Volume is in use by another process, I've instructed it to perform on restart. Update: After restart it still says the same.

Is my computer screwed now? I can't do anything but browse in safemode, no audio, games or anything else good.

Seems to be fixed now. But the freezing continues as far as I know.


----------



## dai (Jul 2, 2004)

*Re: Computer freezing randomly (brand new)*

see if you can borrow a quality 850w or better to try in it


----------



## johnx (Nov 28, 2011)

*Re: Computer freezing randomly (brand new)*

You think that would work? Why would you think that? The computer can run fine for days then it randomly freezes.


----------



## dai (Jul 2, 2004)

*Re: Computer freezing randomly (brand new)*

because freezing is usually down to power or heat from which you receive no bsod errors

which you are not


----------



## johnx (Nov 28, 2011)

*Re: Computer freezing randomly (brand new)*

Ok well thanks for all your help. One question though, the other problem still continues besides the freezing: no programs will start, and using the start orb makes my computer freeze if I try to search for programs. I have to restart my computer multiple times for everything to work. It started after I started my computer in safemode with networking once.

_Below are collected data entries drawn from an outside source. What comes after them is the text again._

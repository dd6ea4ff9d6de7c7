//! Ports implemented by the infrastructure layer

mod media;
mod repositories;

pub use media::MediaStore;
pub use repositories::{
    CommentRepository, ContestRepository, FollowRepository, LikeRepository,
    NotificationRepository, PostRepository, RepoResult, UserRepository, WallOfFameRepository,
};
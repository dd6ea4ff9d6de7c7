//! Request DTOs for API endpoints
//!
//! All request DTOs implement `Deserialize` and `Validate` for input validation.
//! Ids accept both JSON strings and numbers.

use serde::Deserialize;
use social_core::Snowflake;
use validator::Validate;

// ============================================================================
// Post Requests
// ============================================================================

/// Create post request
#[derive(Debug, Clone, Deserialize, Validate)]
pub struct CreatePostRequest {
    /// Must be the caller
    pub creator_id: Snowflake,

    #[validate(length(min = 1, max = 200, message = "Title must be 1-200 characters"))]
    pub title: String,

    /// Storage id returned by the media upload
    #[serde(default)]
    pub media_ref: Option<String>,

    #[serde(default)]
    #[validate(length(max = 2000, message = "Description must be at most 2000 characters"))]
    pub description: Option<String>,
}

// ============================================================================
// Comment Requests
// ============================================================================

/// Create comment request; the post comes from the path
#[derive(Debug, Clone, Deserialize, Validate)]
pub struct CreateCommentRequest {
    /// Must be the caller
    pub sender_id: Snowflake,

    #[validate(length(min = 1, max = 2000, message = "Comment must be 1-2000 characters"))]
    pub content: String,
}

// ============================================================================
// Identity Webhook Payloads
// ============================================================================

/// Envelope of an identity-provider delivery
#[derive(Debug, Clone, Deserialize)]
pub struct IdentityEvent {
    #[serde(rename = "type")]
    pub event_type: String,
    #[serde(default)]
    pub data: serde_json::Value,
}

/// `data` of `user.created` / `user.updated`
#[derive(Debug, Clone, Deserialize)]
pub struct IdentityUser {
    pub id: String,
    #[serde(default)]
    pub first_name: Option<String>,
    #[serde(default)]
    pub last_name: Option<String>,
    #[serde(default)]
    pub email_addresses: Vec<EmailAddress>,
    #[serde(default)]
    pub image_url: Option<String>,
}

#[derive(Debug, Clone, Deserialize)]
pub struct EmailAddress {
    pub email_address: String,
}

impl IdentityUser {
    /// `"<first name or Guest> <last name>"`, trimmed
    pub fn display_name(&self) -> String {
        let first = self.first_name.as_deref().unwrap_or("Guest");
        let last = self.last_name.as_deref().unwrap_or("");
        format!("{first} {last}").trim().to_string()
    }

    pub fn primary_email(&self) -> String {
        self.email_addresses
            .first()
            .map(|e| e.email_address.clone())
            .unwrap_or_default()
    }
}

/// `data` of `session.*`
#[derive(Debug, Clone, Deserialize)]
pub struct IdentitySession {
    pub user_id: String,
}
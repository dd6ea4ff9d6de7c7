//! Database connection pool management

mod postgres;

pub use postgres::{bootstrap_schema, create_pool, DatabaseConfig, SCHEMA_SQL};

// Re-export PgPool for convenience
pub use sqlx::postgres::PgPool;
//! Follow entity <-> model mapper

use social_core::entities::Follow;
use social_core::value_objects::Snowflake;

use crate::models::FollowModel;

impl From<FollowModel> for Follow {
    fn from(model: FollowModel) -> Self {
        Follow {
            follower_id: Snowflake::new(model.follower_id),
            followed_id: Snowflake::new(model.followed_id),
            created_at: model.created_at,
        }
    }
}
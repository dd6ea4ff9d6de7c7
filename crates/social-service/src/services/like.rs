//! Like service
//!
//! Toggles likes and keeps each like paired with the notification it raised.

use social_core::entities::{AuthenticatedCaller, Like, Notification};
use social_core::Snowflake;
use tracing::{info, instrument};

use crate::dto::LikeStateResponse;

use super::context::ServiceContext;
use super::error::{ServiceError, ServiceResult};

/// Like service
pub struct LikeService<'a> {
    ctx: &'a ServiceContext,
}

impl<'a> LikeService<'a> {
    /// Create a new LikeService
    pub fn new(ctx: &'a ServiceContext) -> Self {
        Self { ctx }
    }

    /// Like the post, or take the like back if the caller already liked it
    ///
    /// The like and its notification are written together. A concurrent toggle
    /// by the same caller surfaces as `LikeConflict`.
    #[instrument(skip(self, caller), fields(user_id = %caller.id))]
    pub async fn toggle_like(
        &self,
        caller: &AuthenticatedCaller,
        post_id: Snowflake,
    ) -> ServiceResult<LikeStateResponse> {
        let post = self
            .ctx
            .post_repo()
            .find_by_id(post_id)
            .await?
            .ok_or_else(|| ServiceError::not_found("Post", post_id.to_string()))?;

        let likes = self.ctx.like_repo();
        let liked = if likes.find(post_id, caller.id).await?.is_some() {
            likes
                .delete_with_notification(post_id, caller.id, post.creator_id)
                .await?;
            false
        } else {
            // no notification for liking your own post
            let notification = (!post.is_created_by(caller.id)).then(|| {
                Notification::like(self.ctx.generate_id(), post.creator_id, post_id, caller.id)
            });
            likes
                .create_with_notification(&Like::new(post_id, caller.id), notification.as_ref())
                .await?;
            true
        };

        let like_count = likes.count_by_post(post_id).await?;

        info!(post_id = %post_id, liked, like_count, "Like toggled");

        Ok(LikeStateResponse { liked, like_count })
    }

    /// Number of likes; 0 for unknown posts
    #[instrument(skip(self))]
    pub async fn like_count(&self, post_id: Snowflake) -> ServiceResult<i64> {
        Ok(self.ctx.like_repo().count_by_post(post_id).await?)
    }

    #[instrument(skip(self, caller), fields(user_id = %caller.id))]
    pub async fn has_liked(
        &self,
        caller: &AuthenticatedCaller,
        post_id: Snowflake,
    ) -> ServiceResult<bool> {
        Ok(self.ctx.like_repo().find(post_id, caller.id).await?.is_some())
    }

    /// Count plus whether the caller liked the post
    pub async fn like_state(
        &self,
        caller: &AuthenticatedCaller,
        post_id: Snowflake,
    ) -> ServiceResult<LikeStateResponse> {
        Ok(LikeStateResponse {
            liked: self.has_liked(caller, post_id).await?,
            like_count: self.like_count(post_id).await?,
        })
    }
}
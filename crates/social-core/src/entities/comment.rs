//! Comment entity - a message attached to a post

use chrono::{DateTime, Utc};

use crate::value_objects::Snowflake;

/// Comment entity
#[derive(Debug, Clone, PartialEq, Eq)]
pub struct Comment {
    pub id: Snowflake,
    pub post_id: Snowflake,
    pub sender_id: Snowflake,
    pub content: String,
    pub created_at: DateTime<Utc>,
}

impl Comment {
    /// Maximum comment length in characters
    pub const MAX_CONTENT_LENGTH: usize = 2000;

    pub fn new(id: Snowflake, post_id: Snowflake, sender_id: Snowflake, content: String) -> Self {
        Self {
            id,
            post_id,
            sender_id,
            content,
            created_at: Utc::now(),
        }
    }

    #[inline]
    pub fn is_sent_by(&self, user_id: Snowflake) -> bool {
        self.sender_id == user_id
    }
}
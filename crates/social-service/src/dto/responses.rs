//! Response DTOs for API endpoints
//!
//! All response DTOs implement `Serialize` for JSON output.
//! Snowflake IDs are serialized as strings for JavaScript compatibility.

use chrono::{DateTime, Utc};
use serde::Serialize;
use social_core::{NotificationKind, PurgeReport};

// ============================================================================
// Common Response Types
// ============================================================================

/// Generic API response wrapper
#[derive(Debug, Serialize)]
pub struct ApiResponse<T> {
    pub data: T,
}

impl<T> ApiResponse<T> {
    pub fn new(data: T) -> Self {
        Self { data }
    }
}

// ============================================================================
// User Responses
// ============================================================================

/// Public user profile
#[derive(Debug, Clone, Serialize)]
pub struct UserResponse {
    pub id: String,
    pub name: String,
    pub avatar_url: String,
    pub is_online: bool,
    pub created_at: DateTime<Utc>,
}

/// Caller's own profile, with email
#[derive(Debug, Clone, Serialize)]
pub struct CurrentUserResponse {
    pub id: String,
    pub name: String,
    pub email: String,
    pub avatar_url: String,
    pub is_online: bool,
    pub created_at: DateTime<Utc>,
}

#[derive(Debug, Clone, Copy, Serialize)]
pub struct FollowStatusResponse {
    pub following: bool,
}

// ============================================================================
// Post Responses
// ============================================================================

#[derive(Debug, Clone, Serialize)]
pub struct PostResponse {
    pub id: String,
    pub creator_id: String,
    pub title: String,
    pub media_ref: Option<String>,
    /// Resolved at read time; null when nothing is stored
    pub media_url: Option<String>,
    pub description: Option<String>,
    pub created_at: DateTime<Utc>,
}

#[derive(Debug, Clone, Serialize)]
pub struct UploadUrlResponse {
    pub upload_url: String,
}

/// Returned for a stored upload; `storage_id` goes into `media_ref`
#[derive(Debug, Clone, Serialize)]
pub struct MediaUploadResponse {
    pub storage_id: String,
}

/// State after a like toggle, also returned by the like read
#[derive(Debug, Clone, Copy, PartialEq, Eq, Serialize)]
pub struct LikeStateResponse {
    pub liked: bool,
    pub like_count: i64,
}

// ============================================================================
// Comment Responses
// ============================================================================

#[derive(Debug, Clone, Serialize)]
pub struct CommentResponse {
    pub id: String,
    pub post_id: String,
    pub sender_id: String,
    pub content: String,
    pub created_at: DateTime<Utc>,
    pub sender_name: String,
    pub sender_avatar_url: String,
}

// ============================================================================
// Notification Responses
// ============================================================================

#[derive(Debug, Clone, Serialize)]
pub struct NotificationResponse {
    pub id: String,
    pub kind: NotificationKind,
    pub post_id: Option<String>,
    pub actor_id: Option<String>,
    pub created_at: DateTime<Utc>,
    pub is_read: bool,
    /// Null once the post is gone
    pub post_title: Option<String>,
    pub actor_name: String,
}

#[derive(Debug, Clone, Serialize)]
pub struct NotificationListResponse {
    pub notifications: Vec<NotificationResponse>,
    pub count: usize,
    pub unread: usize,
}

impl NotificationListResponse {
    pub fn new(notifications: Vec<NotificationResponse>) -> Self {
        let unread = notifications.iter().filter(|n| !n.is_read).count();
        Self {
            count: notifications.len(),
            unread,
            notifications,
        }
    }
}

#[derive(Debug, Clone, Copy, Serialize)]
pub struct MarkAllReadResponse {
    pub updated: u64,
}

// ============================================================================
// Contest Responses
// ============================================================================

#[derive(Debug, Clone, Serialize)]
pub struct WallOfFameResponse {
    pub id: String,
    pub post_id: String,
    pub title: String,
    pub media_url: String,
    pub description: Option<String>,
    pub likes: i64,
    pub post_created_at: DateTime<Utc>,
    pub archived_at: DateTime<Utc>,
}

/// Result of a manually triggered contest run
#[derive(Debug, Clone, Serialize)]
pub struct ContestRunResponse {
    /// `noWinner`, `winner` or `alreadyRunning`
    pub outcome: &'static str,
    #[serde(skip_serializing_if = "Option::is_none")]
    pub entry: Option<WallOfFameResponse>,
    #[serde(skip_serializing_if = "Option::is_none")]
    pub purged: Option<PurgeReport>,
}

// ============================================================================
// Health Responses
// ============================================================================

/// Basic health check response
#[derive(Debug, Clone, Serialize)]
pub struct HealthResponse {
    pub status: String,
    pub timestamp: DateTime<Utc>,
}

impl HealthResponse {
    pub fn healthy() -> Self {
        Self {
            status: "healthy".to_string(),
            timestamp: Utc::now(),
        }
    }
}

/// Readiness check response
#[derive(Debug, Clone, Serialize)]
pub struct ReadinessResponse {
    pub status: String,
    pub timestamp: DateTime<Utc>,
    pub checks: HealthChecks,
}

/// Health check status for each dependency
#[derive(Debug, Clone, Serialize)]
pub struct HealthChecks {
    pub database: String,
    pub media: String,
}

impl ReadinessResponse {
    pub fn ready(database_healthy: bool, media_healthy: bool) -> Self {
        let status = |ok: bool| if ok { "healthy" } else { "unhealthy" }.to_string();
        Self {
            status: if database_healthy && media_healthy { "ready" } else { "not_ready" }.to_string(),
            timestamp: Utc::now(),
            checks: HealthChecks {
                database: status(database_healthy),
                media: status(media_healthy),
            },
        }
    }

    pub fn is_ready(&self) -> bool {
        self.status == "ready"
    }
}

How do I stop thsi from happening.

Also I received a blue screen error after I got a webcam


----------



## dai (Jul 2, 2004)

*Re: Computer freezing randomly (brand new)*

Blue Screen of Death (BSOD) Posting Instructions - Windows 7 & Vista - Tech Support Forum


----------



## johnx (Nov 28, 2011)

*Re: Computer freezing randomly (brand new)*

What baout thsi one: the other problem still continues besides the freezing: no programs will start, and using the start orb makes my computer freeze if I try to search for programs. I have to restart my computer multiple times for everything to work. It started after I started my computer in safemode with networking once.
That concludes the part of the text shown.